# Vancouver Washington Front Door Painting



## 6126 (May 9, 2010)

A short video with a slide show of a few of the front doors I've painted 
http://youtu.be/coXMUS-NZPE


----------



## Paradigmzz (May 5, 2010)

Hey mike,

At minute 1:11 you have a picture of a door prepped to spray. How come the two bottom sidelite panels were painted by hand? Excellent video btw, just curious.


----------



## cdaniels (Oct 20, 2012)

Nice video Mike.


----------



## 6126 (May 9, 2010)

Paradigmzz said:


> Hey mike,
> 
> At minute 1:11 you have a picture of a door prepped to spray. How come the two bottom sidelite panels were painted by hand? Excellent video btw, just curious.


Hi Thomas. Those were color samples. If you look closely you can see a slight difference between the two


----------



## 6126 (May 9, 2010)

cdaniels said:


> Nice video Mike.


Thanks. Out of the 20 or so videos I've done, this one is my favorite


----------



## TJ Paint (Jun 18, 2009)

Welcome back!


----------



## Dunbar Painting (Mar 19, 2010)

Doors look great... Do you use ASE for all doors, or what other products do you like ?


----------



## Painter-Aaron (Jan 17, 2013)

Nice video mike, a little off topic, but how did that Warehouse job you started a little while back go?


----------



## 6126 (May 9, 2010)

Painter-Aaron said:


> Nice video mike, a little off topic, but how did that Warehouse job you started a little while back go?

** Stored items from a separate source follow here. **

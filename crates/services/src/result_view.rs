use std::sync::Arc;

use rogaine_core::model::{Achievement, GameProgress, StationId};
use rogaine_core::transit;
use rogaine_core::view::View;
use storage::repository::GameRepository;

use crate::reference_data::{ReferenceData, ReferenceDataService};

/// Everything the result screen shows for a finished game.
#[derive(Debug, Clone)]
pub struct ResultView {
    pub score: i64,
    pub penalty_display: String,
    pub time_penalty: i64,
    pub checkpoint_penalty: i64,
    pub missing_checkpoints: usize,
    pub checkpoint_total: usize,
    /// Every visit in order, repeats included.
    pub visited_spot_names: Vec<String>,
    pub visited_spot_count: usize,
    /// Reached checkpoints in checkpoint order.
    pub reached_checkpoint_names: Vec<String>,
    pub station_event_count: usize,
    pub boarded_station_names: Vec<String>,
    pub alighted_station_names: Vec<String>,
    pub passed_station_names: Vec<String>,
    pub achievement_bonus: i64,
    pub achievements: Vec<Achievement>,
    pub progress: GameProgress,
    pub reference: ReferenceData,
}

#[derive(Debug, Clone)]
pub enum ResultOutcome {
    /// Nothing to show; go to this view instead.
    Redirect(View),
    Ready(Box<ResultView>),
}

#[derive(Clone)]
pub struct ResultService {
    games: Arc<dyn GameRepository>,
    reference: ReferenceDataService,
}

impl ResultService {
    #[must_use]
    pub fn new(games: Arc<dyn GameRepository>, reference: ReferenceDataService) -> Self {
        Self { games, reference }
    }

    /// Build the result view, or redirect home when there is no completed game.
    pub async fn load(&self) -> ResultOutcome {
        let progress = match self.games.load_game().await {
            Ok(Some(progress)) => progress,
            Ok(None) => return ResultOutcome::Redirect(View::Home),
            Err(err) => {
                log::warn!("game record unreadable, leaving result view: {err}");
                return ResultOutcome::Redirect(View::Home);
            }
        };
        if !progress.is_completed() {
            return ResultOutcome::Redirect(View::Home);
        }
        let reference = self.reference.load_or_unavailable().await;
        match build_view(progress, reference) {
            Some(view) => ResultOutcome::Ready(Box::new(view)),
            None => ResultOutcome::Redirect(View::Home),
        }
    }
}

fn build_view(progress: GameProgress, reference: ReferenceData) -> Option<ResultView> {
    let breakdown = progress.breakdown().ok()?;
    if !progress.stored_score_matches() {
        log::warn!(
            "stored score {} / penalty {} disagree with recomputed {} / {}",
            progress.score(),
            progress.penalty(),
            breakdown.score,
            breakdown.total_penalty
        );
    }

    let visits = transit::reconstruct(progress.visited_station_events(), reference.station_index());
    let station_names = |ids: &[StationId]| -> Vec<String> {
        ids.iter().map(|id| reference.station_name(id)).collect()
    };
    let boarded_station_names = station_names(&visits.boarded);
    let alighted_station_names = station_names(&visits.alighted);
    let passed_station_names = station_names(&visits.passed);
    let visited_spot_names: Vec<String> = progress
        .visited_spot_ids()
        .iter()
        .map(|id| reference.spot_name(id))
        .collect();
    let reached_checkpoint_names: Vec<String> = progress
        .cp_spot_ids()
        .iter()
        .filter(|id| progress.has_reached(id))
        .map(|id| reference.spot_name(id))
        .collect();

    Some(ResultView {
        score: breakdown.score,
        penalty_display: breakdown.penalty_display(),
        time_penalty: breakdown.time_penalty,
        checkpoint_penalty: breakdown.checkpoint_penalty,
        missing_checkpoints: breakdown.missing_checkpoints,
        checkpoint_total: progress.cp_spot_ids().len(),
        visited_spot_count: progress.visited_spot_ids().len(),
        visited_spot_names,
        reached_checkpoint_names,
        station_event_count: progress.visited_station_events().len(),
        boarded_station_names,
        alighted_station_names,
        passed_station_names,
        achievement_bonus: breakdown.achievement_bonus,
        achievements: progress.achievement_unlocked().to_vec(),
        progress,
        reference,
    })
}
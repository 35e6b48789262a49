use async_trait::async_trait;
use rogaine_core::model::Station;

use super::SqliteRepository;
use super::mapping::{conn, map_station_row};
use crate::repository::{StationRepository, StorageError};

#[async_trait]
impl StationRepository for SqliteRepository {
    async fn replace_stations(&self, stations: &[Station]) -> Result<(), StorageError> {
        let mut tx = self.pool.begin().await.map_err(conn)?;

        sqlx::query("DELETE FROM station_master")
            .execute(&mut *tx)
            .await
            .map_err(conn)?;

        for station in stations {
            let result = sqlx::query(
                r"
                    INSERT INTO station_master (station_id, name, order_index)
                    VALUES (?1, ?2, ?3)
                ",
            )
            .bind(station.station_id.as_str())
            .bind(&station.name)
            .bind(i64::from(station.order_index))
            .execute(&mut *tx)
            .await;

            if let Err(err) = result {
                // Duplicate ids or order indexes break the line order.
                if err
                    .as_database_error()
                    .is_some_and(|db| db.is_unique_violation())
                {
                    return Err(StorageError::Conflict);
                }
                return Err(conn(err));
            }
        }

        tx.commit().await.map_err(conn)?;
        log::info!("replaced station reference data ({} stations)", stations.len());
        Ok(())
    }

    async fn list_stations_by_order(&self) -> Result<Vec<Station>, StorageError> {
        let rows = sqlx::query(
            r"
                SELECT station_id, name, order_index
                FROM station_master
                ORDER BY order_index
            ",
        )
        .fetch_all(&self.pool)
        .await
        .map_err(conn)?;
        rows.iter().map(map_station_row).collect()
    }
}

Thanks. The warehouse went well.


----------



## 6126 (May 9, 2010)

Dunbar Painting said:


> Doors look great... Do you use ASE for all doors, or what other products do you like ?


Thanks. Yes, ASE is pretty much all I use on front doors. Durable finish with excellent color retention, easy to spray, and dries quick. I've tried a few other products, but I prefer ASE.


----------



## Delta Painting (Apr 27, 2010)

Yessir nice job! Welcome back...


----------



## Dunbar Painting (Mar 19, 2010)

Woodland said:


> Thanks. Yes, ASE is pretty much all I use on front doors. Durable finish with excellent color retention, easy to spray, and dries quick. I've tried a few other products, but I prefer ASE.



I also use ASE for most doors. Every time I use something else I have regretted it, except Aura... but when you only need 1 quart or 1 gallon for a front door- ASE is good bang for your buck.

Do you always spray your front doors?


----------



## 6126 (May 9, 2010)

Dunbar Painting said:


> I also use ASE for most doors. Every time I use something else I have regretted it, except Aura... but when you only need 1 quart or 1 gallon for a front door- ASE is good bang for your buck.
> 
> Do you always spray your front doors?


Yes, I spray them all.


----------